EU, U.S., and UK Special Envoys Commend Georgia's Effective Implementation of Sanctions Against Russia

Despite positive statements from EU, U.S., and UK Special Envoys concerns have not dissipated surrounding potential "black holes" in Georgian customs allowing Russia to circumvent sanctions.

EU, U.S., and UK Special Envoys Commend Georgia's Effective Implementation of Sanctions Against Russia

Image: Murrr Photo/Shutterstock

Since the Russian invasion of Ukraine on 24 February 2022, in the hope that Russia will not withstand the pressure, sanctions have been introduced both collectively and unilaterally from countries and groups such as the U.S., EU, UK, Japan, South Korea, Australia, New Zealand, Taiwan, and others. These sanctions target the financial, energy, and transport sectors, while individual sanctions have also been imposed on high-ranking officials and oligarchs.

Meanwhile, the Georgian government and Ruling Party, Georgian Dream, which has long declared its admiration for EU integration (since its establishment in 2011 by Georgian tycoon Bidzina Ivanishvili, with a pro-European foreign policy stance), announced that they will only join collective sanctions and will not impose unilateral sanctions against Russia. They believed that introducing unilateral sanctions would increase the risk of the war spilling over into Georgian territory. On 28 February 2022, Prime Minister Irakli Garibashvili expressed doubts about the effectiveness of the sanctions, stating, "The capital of Ukraine is being bombed, and we see that there is nobody to stop this. Let the U.S. say directly that sanctions are not effective."

On 10 March, during a press briefing, Ned Price, the U.S. Department of State Spokesperson, responded to Garibashvili's statement, affirming that the declining metrics of the Russian economy proves the effectiveness of the sanctions. Meanwhile, Russian Deputy Foreign Minister and the Kremlin's negotiator for informal dialogue with Tbilisi, Gregory Karasin, praised Georgian Dream for their balanced position on sanctions and added that it would not go unnoticed in Moscow.

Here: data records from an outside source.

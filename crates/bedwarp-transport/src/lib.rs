//! Transport abstraction layer for bedwarp.
//!
//! Provides the [`Transport`] and [`Connection`] traits that the proxy's
//! listener and per-connection handlers are written against, plus:
//!
//! - [`raknet`]: the UDP listener Bedrock clients speak to (offline
//!   discovery, connection handshake, framed game packets).
//! - [`memory`]: an in-process connection pair for driving handlers
//!   without sockets.
//!
//! # Feature Flags
//!
//! - `raknet` (default): RakNet UDP transport

#![allow(async_fn_in_trait)]

mod error;
pub mod memory;
#[cfg(feature = "raknet")]
pub mod raknet;

pub use error::TransportError;
pub use memory::MemoryConnection;
#[cfg(feature = "raknet")]
pub use raknet::{
    ListenerEvents, Pong, RakNetClient, RakNetConfig, RakNetConnection, RakNetTransport,
};

use std::fmt;
use std::net::SocketAddr;
use std::sync::atomic::{AtomicU64, Ordering};

/// Counter for generating unique connection IDs.
static NEXT_CONNECTION_ID: AtomicU64 = AtomicU64::new(1);

/// Opaque identifier for a connection.
#[derive(Debug, Clone, Copy, PartialEq, Eq, Hash)]
pub struct ConnectionId(u64);

impl ConnectionId {
    /// Creates a new `ConnectionId` from a raw `u64`.
    pub fn new(id: u64) -> Self {
        Self(id)
    }

    /// Allocates the next process-unique id.
    pub fn next() -> Self {
        Self(NEXT_CONNECTION_ID.fetch_add(1, Ordering::Relaxed))
    }

    /// Returns the underlying `u64` value.
    pub fn into_inner(self) -> u64 {
        self.0
    }
}

impl fmt::Display for ConnectionId {
    fn fmt(&self, f: &mut fmt::Formatter<'_>) -> fmt::Result {
        write!(f, "conn-{}", self.0)
    }
}

/// Accepts new incoming connections.
pub trait Transport: Send + Sync + 'static {
    /// The connection type produced by this transport.
    type Connection: Connection;
    /// The error type for transport operations.
    type Error: std::error::Error + Send + Sync;

    /// Waits for and accepts the next incoming connection.
    async fn accept(&mut self) -> Result<Self::Connection, Self::Error>;

    /// Stops accepting new connections and closes the ones still open.
    async fn shutdown(&self) -> Result<(), Self::Error>;
}

/// A single client session that can send and receive game payloads.
pub trait Connection: Send + Sync + 'static {
    /// The error type for connection operations.
    type Error: std::error::Error + Send + Sync;

    /// Sends one game payload to the remote peer.
    async fn send(&self, data: &[u8]) -> Result<(), Self::Error>;

    /// Receives the next game payload from the remote peer.
    ///
    /// Returns `Ok(None)` once the session is gone: the peer disconnected,
    /// timed out, or the transport shut down. Cancel-safe.
    async fn recv(&self) -> Result<Option<Vec<u8>>, Self::Error>;

    /// Closes the connection. Closing twice is a no-op.
    async fn close(&self) -> Result<(), Self::Error>;

    /// Returns the unique identifier for this connection.
    fn id(&self) -> ConnectionId;

    /// Returns the remote peer's address.
    fn peer_addr(&self) -> SocketAddr;
}

#[cfg(test)]
mod tests {
    use super::*;

    #[test]
    fn test_connection_id_new_and_into_inner() {
        let id = ConnectionId::new(42);
        assert_eq!(id.into_inner(), 42);
    }

    #[test]
    fn test_connection_id_display() {
        let id = ConnectionId::new(7);
        assert_eq!(id.to_string(), "conn-7");
    }

    #[test]
    fn test_connection_id_next_is_unique() {
        let a = ConnectionId::next();
        let b = ConnectionId::next();
        assert_ne!(a, b);
        assert!(b.into_inner() > a.into_inner());
    }
}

Despite criticism from Western partners, Irakli Kobakhidze, Chairman of Georgian Dream, announced on 10 May in an interview with the pro-governmental IMEDI TV that Georgia cannot and will not impose sanctions against Russia. These statements raised concerns among Georgian society, the opposition, and Georgia's international partners. Furthermore, the leaders of the ruling party use these verbal confrontations as a demonstration of sovereignty and as part of their political campaign, showing potential supporters that they are willing to oppose even top officials from the United States and the European Union. However, they need to demonstrate the same attitude towards the leaders of the Russian government, further increasing reasonable doubts that they are either collaborating with Russian politicians or simply using this opportunity to strengthen their influence and maintain governance for another (fourth) term. Either way, these actions are damaging Georgia's European perspective.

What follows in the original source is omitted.